Recombinant Kluyveromyces lactis expressing highly pathogenic porcine reproductive and respiratory syndrome virus GP5 elicits mucosal and cell-mediated immune responses in mice

Currently, killed-virus and modified-live porcine reproductive and respiratory syndrome virus (PRRSV) vaccines are used to control porcine reproductive and respiratory syndrome. However, both types of vaccines have inherent drawbacks; accordingly, the development of novel PRRSV vaccines is urgently needed. Previous studies have suggested that yeast possesses adjuvant activities, and it has been used as an expression vehicle to elicit immune responses to foreign antigens. In this report, recombinant Kluyveromyces lactis expressing GP5 of HP-PRRSV (Yeast-GP5) was generated and immune responses to this construct were analyzed in mice.
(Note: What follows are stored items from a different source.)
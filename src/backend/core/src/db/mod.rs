//! Database layer for Kinetic.
//!
//! PostgreSQL through sqlx. Queries are grouped per entity in the submodules,
//! each adding an `impl Database` block.

use serde::Serialize;
use sqlx::{postgres::PgPoolOptions, Encode, PgPool, Postgres, QueryBuilder, Type};
use std::time::{Duration, Instant};
use tracing::{error, info, warn};

use crate::config::DatabaseConfig;
use crate::error::Result;

pub mod exercises;
pub mod models;
pub mod routines;
pub mod seed;
pub mod sessions;
pub mod users;

pub use models::*;

/// Database connection and operations.
#[derive(Clone)]
pub struct Database {
    pool: PgPool,
}

impl Database {
    /// Create a connection pool and verify it can connect.
    pub async fn new(config: &DatabaseConfig) -> Result<Self> {
        let pool = Self::pool_options(config).connect(&config.url).await?;
        info!(max_connections = config.max_connections, "Connected to PostgreSQL");
        Ok(Self { pool })
    }

    /// Create a pool that connects on first use.
    pub fn connect_lazy(config: &DatabaseConfig) -> Result<Self> {
        let pool = Self::pool_options(config).connect_lazy(&config.url)?;
        Ok(Self { pool })
    }

    pub fn from_pool(pool: PgPool) -> Self {
        Self { pool }
    }

    fn pool_options(config: &DatabaseConfig) -> PgPoolOptions {
        PgPoolOptions::new()
            .max_connections(config.max_connections)
            .min_connections(config.min_connections)
            .acquire_timeout(Duration::from_secs(config.acquire_timeout_secs))
    }

    /// Run migrations.
    pub async fn migrate(&self) -> Result<()> {
        info!("Running database migrations...");
        let start = Instant::now();
        sqlx::migrate!("./migrations")
            .run(&self.pool)
            .await
            .map_err(|e| {
                error!(error = %e, "Database migration failed");
                e
            })?;
        info!(
            duration_ms = start.elapsed().as_millis() as u64,
            "Database migrations completed"
        );
        Ok(())
    }

    /// Get the connection pool.
    pub fn pool(&self) -> &PgPool {
        &self.pool
    }

    /// Check connectivity with a trivial query, returning its latency.
    pub async fn ping(&self) -> Result<Duration> {
        let start = Instant::now();
        sqlx::query_scalar::<_, i32>("SELECT 1")
            .fetch_one(&self.pool)
            .await
            .map_err(|e| {
                error!(error = %e, "Database connectivity check failed");
                e
            })?;

        let latency = start.elapsed();
        if latency > Duration::from_millis(100) {
            warn!(
                latency_ms = latency.as_millis() as u64,
                "Database connectivity check latency is high"
            );
        }
        Ok(latency)
    }

    pub fn pool_stats(&self) -> PoolStats {
        let size = self.pool.size();
        let idle = self.pool.num_idle() as u32;
        PoolStats {
            size,
            idle,
            active: size.saturating_sub(idle),
        }
    }
}

#[derive(Debug, Clone, Copy, Serialize)]
pub struct PoolStats {
    pub size: u32,
    pub idle: u32,
    pub active: u32,
}

// ═══════════════════════════════════════════════════════════════════════════════
// Partial Updates
// ═══════════════════════════════════════════════════════════════════════════════

/// Builds `UPDATE <table> SET ...` from the columns a caller actually supplied.
pub(crate) struct Assignments<'args> {
    builder: QueryBuilder<'args, Postgres>,
    count: usize,
}

impl<'args> Assignments<'args> {
    pub fn new(table: &str) -> Self {
        Self {
            builder: QueryBuilder::new(format!("UPDATE {table} SET ")),
            count: 0,
        }
    }

    fn column(&mut self, column: &str) {
        if self.count > 0 {
            self.builder.push(", ");
        }
        self.builder.push(column).push(" = ");
        self.count += 1;
    }

    pub fn set<T>(&mut self, column: &str, value: Patch<T>) -> &mut Self
    where
        T: 'args + Encode<'args, Postgres> + Type<Postgres> + Send,
    {
        match value {
            Patch::Keep => {}
            Patch::Set(v) => {
                self.column(column);
                self.builder.push_bind(v);
            }
            Patch::Clear => {
                self.column(column);
                self.builder.push("NULL");
            }
        }
        self
    }

    /// Assign a SQL expression, e.g. `NOW()`.
    pub fn set_expr(&mut self, column: &str, expr: &str) -> &mut Self {
        self.column(column);
        self.builder.push(expr);
        self
    }

    pub fn is_empty(&self) -> bool {
        self.count == 0
    }

    /// Append the WHERE clause head; callers push conditions and `RETURNING`.
    pub fn where_clause(mut self) -> QueryBuilder<'args, Postgres> {
        self.builder.push(" WHERE ");
        self.builder
    }
}

#[cfg(test)]
mod tests {
    use super::*;

    #[test]
    fn test_assignments_sql() {
        let mut set = Assignments::new("users");
        set.set("username", Patch::Set("ada".to_string()))
            .set::<i32>("age", Patch::Keep)
            .set::<f64>("weight", Patch::Clear)
            .set_expr("updated_at", "NOW()");
        assert!(!set.is_empty());

        let mut query = set.where_clause();
        query.push("id = ").push_bind(7).push(" RETURNING *");
        assert_eq!(
            query.sql(),
            "UPDATE users SET username = $1, weight = NULL, updated_at = NOW() WHERE id = $2 RETURNING *"
        );
    }

    #[test]
    fn test_empty_assignments() {
        let mut set = Assignments::new("routines");
        set.set::<String>("name", Patch::Keep);
        assert!(set.is_empty());
    }
}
Intestinal mucosal PRRSV-specific sIgA antibody and higher levels of IFN-γ in spleen CD4⁺ and CD8⁺ T cells were induced by oral administration of Yeast-GP5. Additionally, Yeast-GP5 administered subcutaneously evoked vigorous cell-mediated immunity, and PRRSV-specific lymphocyte proliferation and IFN-γ secretion were detected in the splenocytes of mice. These results suggest that Yeast-GP5 has the potential for use as a vaccine for PRRSV in the future.

Molecular epidemiology of PRRSV in South China from 2007 to 2011 based on the genetic analysis of ORF5

Porcine reproductive and respiratory syndrome virus (PRRSV) has proven to be highly genetically variable; however, comprehensive information regarding the virus's genetic diversity in South China is limited. In this study, a total of 3199 clinical samples were collected from 267 pig farms suspected of PRRSV infection between 2007 and 2011. The ORF5 genes of 51 PRRSV-positive samples were sequenced and analyzed. The 51 study strains were divided into three primary subgenotypes. Fourty-five of the strains belonged to subgenotype I and were closely related to the highly pathogenic PRRSV (HP-PRRSV) strains. The subgenotype I strains were generally clustered into genetically similar groups by year. Only one of the strains belonged to subgenotype II, clustering with the classical North American type, VR2332. Five of the strains were grouped into subgenotype III, which occupied a separate branch and was closely related to the recently isolated novel field strains, QYYZ and GM2. The 5 subgenotype III strains shared an amino acid identity with the remaining 46 study strains ranging from 79.6%-83.6%. Amino acid analysis showed extensive mutations in subgenotype III; the diverse genetic mutations of these novel strains are of great concern.